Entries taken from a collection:

%%

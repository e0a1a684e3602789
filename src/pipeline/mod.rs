//! Performance-Shift Attribution Pipeline
//!
//! ## Stage Sequence (per flight phase)
//!
//! ```text
//! STAGE 1: flags        days since previous report, shop visit, sister change
//! STAGE 2: smoother     trend = mean of 2W+1 continuous complete deviations
//! STAGE 3: lag          shift(L) = trend(i) − trend(i − L) for every lag L
//! STAGE 4: attribution  best 1..3 signature least-squares fit of each shift
//! STAGE 5: polarity     −coefficient of the two reserved signatures
//! STAGE 6: exceedance   rolling max/mean/fractions per (lag, mode), evidence count
//! ```
//!
//! Then, once per run across phases: the cross-phase correlator.
//!
//! Every stage writes only new rows and only the columns it owns. Historical
//! rows are read to fill windows but are never rewritten, so re-running the
//! pipeline over a fully historical table returns it unchanged.

pub mod stage;
pub mod flags;
pub mod smoother;
pub mod lag;
pub mod attribution;
pub mod polarity;
pub mod exceedance;
pub mod correlator;
pub mod history;
mod orchestrator;

pub use attribution::{AttributionSolver, FitContext, FitError, LagFit};
pub use correlator::CrossPhaseCorrelator;
pub use exceedance::ExceedanceSummarizer;
pub use flags::DiscontinuityFlagger;
pub use history::{merge_ingest, retain_recent};
pub use lag::LagShiftExtractor;
pub use orchestrator::{Pipeline, PipelineError, PipelineOutput, PipelineReport, STAGE_ORDER};
pub use polarity::PolarityMapper;
pub use smoother::RollingSmoother;
pub use stage::{SkipReason, Stage, StageContext, StageOutcome, StageReport};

%%

PROBLEM DETAILS: Give back, word for word, only the lines above from the line holding "so re-running the" to the line holding "pub use lag::LagShiftExtractor;", both included.

ANSWER TO THE PROBLEM:
//! rows are read to fill windows but are never rewritten, so re-running the
//! pipeline over a fully historical table returns it unchanged.

pub mod stage;
pub mod flags;
pub mod smoother;
pub mod lag;
pub mod attribution;
pub mod polarity;
pub mod exceedance;
pub mod correlator;
pub mod history;
mod orchestrator;

pub use attribution::{AttributionSolver, FitContext, FitError, LagFit};
pub use correlator::CrossPhaseCorrelator;
pub use exceedance::ExceedanceSummarizer;
pub use flags::DiscontinuityFlagger;
pub use history::{merge_ingest, retain_recent};
pub use lag::LagShiftExtractor;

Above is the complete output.